■ **Work instructions**
In the entries that follow, find every line containing "JoinHandle" and copy it.

---------- Extracted data ----------

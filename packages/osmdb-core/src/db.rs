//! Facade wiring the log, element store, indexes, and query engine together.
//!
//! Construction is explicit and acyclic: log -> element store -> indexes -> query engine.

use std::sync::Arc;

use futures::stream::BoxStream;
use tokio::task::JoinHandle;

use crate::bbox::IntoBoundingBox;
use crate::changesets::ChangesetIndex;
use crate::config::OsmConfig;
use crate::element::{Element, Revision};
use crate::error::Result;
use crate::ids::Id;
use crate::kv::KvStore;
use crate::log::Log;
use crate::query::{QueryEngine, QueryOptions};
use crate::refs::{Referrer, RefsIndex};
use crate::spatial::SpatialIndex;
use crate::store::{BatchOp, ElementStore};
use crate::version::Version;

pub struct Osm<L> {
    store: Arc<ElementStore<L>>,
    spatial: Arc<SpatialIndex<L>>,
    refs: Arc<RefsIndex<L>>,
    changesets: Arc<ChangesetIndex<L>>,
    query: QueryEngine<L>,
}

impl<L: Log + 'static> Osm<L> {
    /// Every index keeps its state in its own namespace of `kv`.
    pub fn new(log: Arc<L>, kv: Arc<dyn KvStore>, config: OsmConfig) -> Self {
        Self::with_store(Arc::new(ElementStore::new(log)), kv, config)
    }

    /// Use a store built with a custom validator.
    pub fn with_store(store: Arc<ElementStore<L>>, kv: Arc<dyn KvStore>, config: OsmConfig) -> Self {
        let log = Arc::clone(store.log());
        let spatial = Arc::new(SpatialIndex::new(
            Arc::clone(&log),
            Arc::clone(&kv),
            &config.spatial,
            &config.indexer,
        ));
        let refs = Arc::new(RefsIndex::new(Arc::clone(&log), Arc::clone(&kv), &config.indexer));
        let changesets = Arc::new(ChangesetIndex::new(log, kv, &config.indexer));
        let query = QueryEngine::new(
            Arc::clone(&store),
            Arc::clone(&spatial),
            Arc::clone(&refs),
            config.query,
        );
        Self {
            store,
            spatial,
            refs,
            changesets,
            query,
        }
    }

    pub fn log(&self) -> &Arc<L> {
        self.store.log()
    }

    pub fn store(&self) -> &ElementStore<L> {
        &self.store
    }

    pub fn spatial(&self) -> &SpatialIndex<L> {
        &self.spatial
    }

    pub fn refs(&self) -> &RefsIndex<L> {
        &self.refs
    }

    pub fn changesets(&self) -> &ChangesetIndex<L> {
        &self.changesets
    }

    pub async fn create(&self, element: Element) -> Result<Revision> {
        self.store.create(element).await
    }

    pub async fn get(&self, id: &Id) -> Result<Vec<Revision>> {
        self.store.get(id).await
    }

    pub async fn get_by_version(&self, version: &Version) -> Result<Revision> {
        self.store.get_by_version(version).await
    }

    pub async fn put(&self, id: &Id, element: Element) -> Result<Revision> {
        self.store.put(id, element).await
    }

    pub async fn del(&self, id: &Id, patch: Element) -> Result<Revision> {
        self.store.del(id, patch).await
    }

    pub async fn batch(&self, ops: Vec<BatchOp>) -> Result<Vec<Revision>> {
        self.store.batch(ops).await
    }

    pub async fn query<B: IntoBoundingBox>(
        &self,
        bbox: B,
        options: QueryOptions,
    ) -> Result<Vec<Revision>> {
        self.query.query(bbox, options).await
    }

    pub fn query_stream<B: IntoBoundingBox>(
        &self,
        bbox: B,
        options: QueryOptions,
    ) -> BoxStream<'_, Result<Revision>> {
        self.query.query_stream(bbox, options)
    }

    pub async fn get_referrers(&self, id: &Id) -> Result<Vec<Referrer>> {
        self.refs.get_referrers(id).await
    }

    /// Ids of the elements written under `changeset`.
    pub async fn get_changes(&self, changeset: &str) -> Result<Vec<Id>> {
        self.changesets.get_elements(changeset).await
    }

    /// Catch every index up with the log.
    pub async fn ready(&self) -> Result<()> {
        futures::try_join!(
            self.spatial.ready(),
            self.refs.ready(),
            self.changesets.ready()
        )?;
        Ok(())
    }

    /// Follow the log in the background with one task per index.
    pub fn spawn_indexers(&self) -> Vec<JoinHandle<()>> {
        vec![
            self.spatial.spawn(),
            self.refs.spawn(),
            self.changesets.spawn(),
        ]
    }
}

----------

■ **Solved exercise**
use tokio::task::JoinHandle;
    pub fn spawn_indexers(&self) -> Vec<JoinHandle<()>> {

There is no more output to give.